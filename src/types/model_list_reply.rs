use serde::{Deserialize, Serialize};

use crate::error::{Error, Result};
use crate::types::ReplyStatus;

/// Wire shape of a `GET /api/models` response: every model name the
/// bridge can see in the selector.
#[derive(Debug, Clone, PartialEq, Eq, Serialize, Deserialize)]
pub struct ModelListReply {
    /// Success/error marker.
    pub status: ReplyStatus,

    /// Model names, present on success.
    #[serde(default, skip_serializing_if = "Option::is_none")]
    pub models: Option<Vec<String>>,

    /// Error message, present on failure.
    #[serde(default, skip_serializing_if = "Option::is_none")]
    pub message: Option<String>,
}

impl ModelListReply {
    /// Collapses the status envelope into the model list or an error.
    pub fn into_models(self) -> Result<Vec<String>> {
        if !self.status.is_success() {
            return Err(Error::backend(
                self.message
                    .unwrap_or_else(|| "unspecified bridge error".to_string()),
            ));
        }
        self.models.ok_or_else(|| {
            Error::serialization("model list reply marked success but missing models", None)
        })
    }
}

=======

What to do
Retype the listing above, exactly and in full.

Answer
filename src/types/model_list_reply.rs
use serde::{Deserialize, Serialize};

use crate::error::{Error, Result};
use crate::types::ReplyStatus;

/// Wire shape of a `GET /api/models` response: every model name the
/// bridge can see in the selector.
#[derive(Debug, Clone, PartialEq, Eq, Serialize, Deserialize)]
pub struct ModelListReply {
    /// Success/error marker.
    pub status: ReplyStatus,

    /// Model names, present on success.
    #[serde(default, skip_serializing_if = "Option::is_none")]
    pub models: Option<Vec<String>>,

    /// Error message, present on failure.
    #[serde(default, skip_serializing_if = "Option::is_none")]
    pub message: Option<String>,
}

impl ModelListReply {
    /// Collapses the status envelope into the model list or an error.
    pub fn into_models(self) -> Result<Vec<String>> {
        if !self.status.is_success() {
            return Err(Error::backend(
                self.message
                    .unwrap_or_else(|| "unspecified bridge error".to_string()),
            ));
        }
        self.models.ok_or_else(|| {
            Error::serialization("model list reply marked success but missing models", None)
        })
    }
}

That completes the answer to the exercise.